Start of Raw data

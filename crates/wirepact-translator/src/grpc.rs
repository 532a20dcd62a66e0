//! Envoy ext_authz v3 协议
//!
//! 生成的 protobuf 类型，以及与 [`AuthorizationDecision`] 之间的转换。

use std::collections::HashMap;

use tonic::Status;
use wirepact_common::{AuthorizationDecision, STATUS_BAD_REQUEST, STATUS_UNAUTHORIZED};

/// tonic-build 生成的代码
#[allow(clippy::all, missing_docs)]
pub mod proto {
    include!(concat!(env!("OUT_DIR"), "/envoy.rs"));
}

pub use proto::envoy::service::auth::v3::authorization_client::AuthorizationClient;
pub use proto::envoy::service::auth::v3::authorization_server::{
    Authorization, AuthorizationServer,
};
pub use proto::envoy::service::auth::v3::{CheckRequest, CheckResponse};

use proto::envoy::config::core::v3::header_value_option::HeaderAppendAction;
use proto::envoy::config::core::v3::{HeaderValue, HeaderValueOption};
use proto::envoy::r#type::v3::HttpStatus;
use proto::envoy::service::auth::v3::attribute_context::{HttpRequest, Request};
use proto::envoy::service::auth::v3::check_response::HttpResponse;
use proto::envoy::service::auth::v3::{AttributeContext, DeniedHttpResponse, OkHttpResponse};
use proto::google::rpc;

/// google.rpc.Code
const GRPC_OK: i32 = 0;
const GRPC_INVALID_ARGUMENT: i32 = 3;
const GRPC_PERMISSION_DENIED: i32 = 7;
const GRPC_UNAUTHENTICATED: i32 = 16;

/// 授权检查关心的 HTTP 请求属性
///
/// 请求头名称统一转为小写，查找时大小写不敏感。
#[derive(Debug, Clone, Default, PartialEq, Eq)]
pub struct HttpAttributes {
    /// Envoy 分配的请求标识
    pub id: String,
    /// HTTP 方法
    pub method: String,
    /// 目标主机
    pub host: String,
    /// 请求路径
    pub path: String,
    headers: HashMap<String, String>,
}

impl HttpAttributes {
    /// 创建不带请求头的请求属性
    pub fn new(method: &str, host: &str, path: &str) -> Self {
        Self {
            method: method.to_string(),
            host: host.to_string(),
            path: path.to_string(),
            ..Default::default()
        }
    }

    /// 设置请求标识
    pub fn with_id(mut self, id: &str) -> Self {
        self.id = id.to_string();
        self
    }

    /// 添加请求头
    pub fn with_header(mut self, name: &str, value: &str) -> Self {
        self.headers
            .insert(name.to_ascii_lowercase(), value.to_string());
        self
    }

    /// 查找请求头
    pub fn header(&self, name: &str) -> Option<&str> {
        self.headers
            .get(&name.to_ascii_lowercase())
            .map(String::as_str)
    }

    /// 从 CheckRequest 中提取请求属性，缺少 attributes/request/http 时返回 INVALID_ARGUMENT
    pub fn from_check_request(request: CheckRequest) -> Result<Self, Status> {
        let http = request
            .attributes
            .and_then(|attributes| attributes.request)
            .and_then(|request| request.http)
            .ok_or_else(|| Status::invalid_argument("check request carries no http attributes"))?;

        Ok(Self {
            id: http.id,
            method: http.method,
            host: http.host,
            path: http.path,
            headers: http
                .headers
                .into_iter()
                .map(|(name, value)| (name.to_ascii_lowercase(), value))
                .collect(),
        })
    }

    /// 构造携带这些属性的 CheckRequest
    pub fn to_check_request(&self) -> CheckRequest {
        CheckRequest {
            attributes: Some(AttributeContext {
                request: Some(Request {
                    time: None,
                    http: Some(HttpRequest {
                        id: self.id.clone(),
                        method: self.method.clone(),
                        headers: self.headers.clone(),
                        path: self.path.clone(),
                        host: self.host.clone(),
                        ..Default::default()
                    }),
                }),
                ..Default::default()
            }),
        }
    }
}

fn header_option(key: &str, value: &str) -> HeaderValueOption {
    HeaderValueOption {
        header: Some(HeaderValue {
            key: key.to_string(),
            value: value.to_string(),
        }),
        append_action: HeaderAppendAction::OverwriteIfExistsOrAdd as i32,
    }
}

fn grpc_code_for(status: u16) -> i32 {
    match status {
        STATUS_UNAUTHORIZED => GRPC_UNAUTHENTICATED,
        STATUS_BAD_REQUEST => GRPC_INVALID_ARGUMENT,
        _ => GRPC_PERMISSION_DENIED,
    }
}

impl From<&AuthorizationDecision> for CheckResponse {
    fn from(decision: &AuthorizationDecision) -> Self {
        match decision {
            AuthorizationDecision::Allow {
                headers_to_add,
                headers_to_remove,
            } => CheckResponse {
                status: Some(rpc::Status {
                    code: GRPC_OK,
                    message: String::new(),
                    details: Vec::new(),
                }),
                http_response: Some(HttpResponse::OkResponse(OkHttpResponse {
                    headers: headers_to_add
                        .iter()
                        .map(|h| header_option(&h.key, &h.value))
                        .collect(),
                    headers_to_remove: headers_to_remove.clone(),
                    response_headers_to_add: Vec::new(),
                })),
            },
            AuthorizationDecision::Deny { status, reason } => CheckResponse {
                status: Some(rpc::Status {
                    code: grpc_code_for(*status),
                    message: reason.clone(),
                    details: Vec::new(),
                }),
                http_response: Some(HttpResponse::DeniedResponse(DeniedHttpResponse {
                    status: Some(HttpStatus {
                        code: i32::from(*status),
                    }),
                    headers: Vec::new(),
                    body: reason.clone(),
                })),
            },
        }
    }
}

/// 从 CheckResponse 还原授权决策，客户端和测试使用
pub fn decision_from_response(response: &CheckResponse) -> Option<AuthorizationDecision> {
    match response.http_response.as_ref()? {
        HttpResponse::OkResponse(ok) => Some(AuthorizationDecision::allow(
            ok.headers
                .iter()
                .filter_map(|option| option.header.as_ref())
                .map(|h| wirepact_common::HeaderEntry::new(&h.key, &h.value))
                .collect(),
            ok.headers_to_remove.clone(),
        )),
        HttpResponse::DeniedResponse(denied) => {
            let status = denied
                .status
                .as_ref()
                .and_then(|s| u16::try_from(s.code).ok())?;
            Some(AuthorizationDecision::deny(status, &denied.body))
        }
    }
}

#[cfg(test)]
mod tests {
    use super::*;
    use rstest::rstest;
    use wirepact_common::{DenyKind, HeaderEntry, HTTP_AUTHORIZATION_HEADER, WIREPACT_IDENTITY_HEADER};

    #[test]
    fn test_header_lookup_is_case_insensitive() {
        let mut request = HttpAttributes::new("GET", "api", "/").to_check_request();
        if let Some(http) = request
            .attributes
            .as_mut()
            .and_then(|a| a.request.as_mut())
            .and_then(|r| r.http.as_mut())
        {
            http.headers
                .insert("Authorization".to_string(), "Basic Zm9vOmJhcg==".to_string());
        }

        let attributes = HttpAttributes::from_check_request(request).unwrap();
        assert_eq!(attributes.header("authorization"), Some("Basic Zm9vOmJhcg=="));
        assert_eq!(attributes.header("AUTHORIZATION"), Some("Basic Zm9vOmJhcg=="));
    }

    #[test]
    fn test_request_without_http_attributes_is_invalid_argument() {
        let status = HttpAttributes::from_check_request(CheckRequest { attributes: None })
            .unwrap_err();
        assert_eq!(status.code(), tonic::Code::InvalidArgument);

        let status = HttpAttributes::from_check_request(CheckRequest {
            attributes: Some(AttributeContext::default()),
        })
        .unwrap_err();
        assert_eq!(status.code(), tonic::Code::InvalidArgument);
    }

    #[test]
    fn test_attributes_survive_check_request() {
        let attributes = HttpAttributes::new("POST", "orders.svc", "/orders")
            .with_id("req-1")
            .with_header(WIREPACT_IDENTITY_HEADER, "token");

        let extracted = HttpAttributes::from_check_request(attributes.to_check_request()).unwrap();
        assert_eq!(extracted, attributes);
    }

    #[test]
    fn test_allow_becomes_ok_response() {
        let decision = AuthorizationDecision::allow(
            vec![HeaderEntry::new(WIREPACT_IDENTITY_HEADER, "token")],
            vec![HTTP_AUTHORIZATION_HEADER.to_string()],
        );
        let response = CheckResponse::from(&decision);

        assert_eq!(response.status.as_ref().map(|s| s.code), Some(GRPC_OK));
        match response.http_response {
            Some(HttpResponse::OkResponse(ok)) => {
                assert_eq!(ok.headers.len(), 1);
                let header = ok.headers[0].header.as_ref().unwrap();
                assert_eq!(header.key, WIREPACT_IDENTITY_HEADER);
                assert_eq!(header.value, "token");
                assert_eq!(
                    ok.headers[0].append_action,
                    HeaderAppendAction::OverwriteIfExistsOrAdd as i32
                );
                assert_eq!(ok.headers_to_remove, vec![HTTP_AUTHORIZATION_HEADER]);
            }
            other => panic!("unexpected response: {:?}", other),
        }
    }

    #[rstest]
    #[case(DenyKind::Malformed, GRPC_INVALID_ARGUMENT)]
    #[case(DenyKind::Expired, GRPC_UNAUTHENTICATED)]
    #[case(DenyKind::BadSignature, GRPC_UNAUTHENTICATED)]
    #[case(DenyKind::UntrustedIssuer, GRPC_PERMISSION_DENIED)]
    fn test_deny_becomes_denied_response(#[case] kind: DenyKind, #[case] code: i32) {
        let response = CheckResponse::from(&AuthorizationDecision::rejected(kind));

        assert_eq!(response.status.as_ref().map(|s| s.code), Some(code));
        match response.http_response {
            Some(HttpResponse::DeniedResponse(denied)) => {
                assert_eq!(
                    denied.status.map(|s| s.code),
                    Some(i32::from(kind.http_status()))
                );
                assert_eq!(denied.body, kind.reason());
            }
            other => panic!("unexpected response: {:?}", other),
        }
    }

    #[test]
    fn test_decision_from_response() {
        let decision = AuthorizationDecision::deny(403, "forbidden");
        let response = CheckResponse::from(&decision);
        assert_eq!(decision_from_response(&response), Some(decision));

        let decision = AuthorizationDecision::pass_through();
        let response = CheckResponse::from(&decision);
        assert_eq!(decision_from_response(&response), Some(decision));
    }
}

End of Raw data

Activity: In the listing above, each line with the word "extracted" is to be copied out.

Task response:
        let extracted = HttpAttributes::from_check_request(attributes.to_check_request()).unwrap();
        assert_eq!(extracted, attributes);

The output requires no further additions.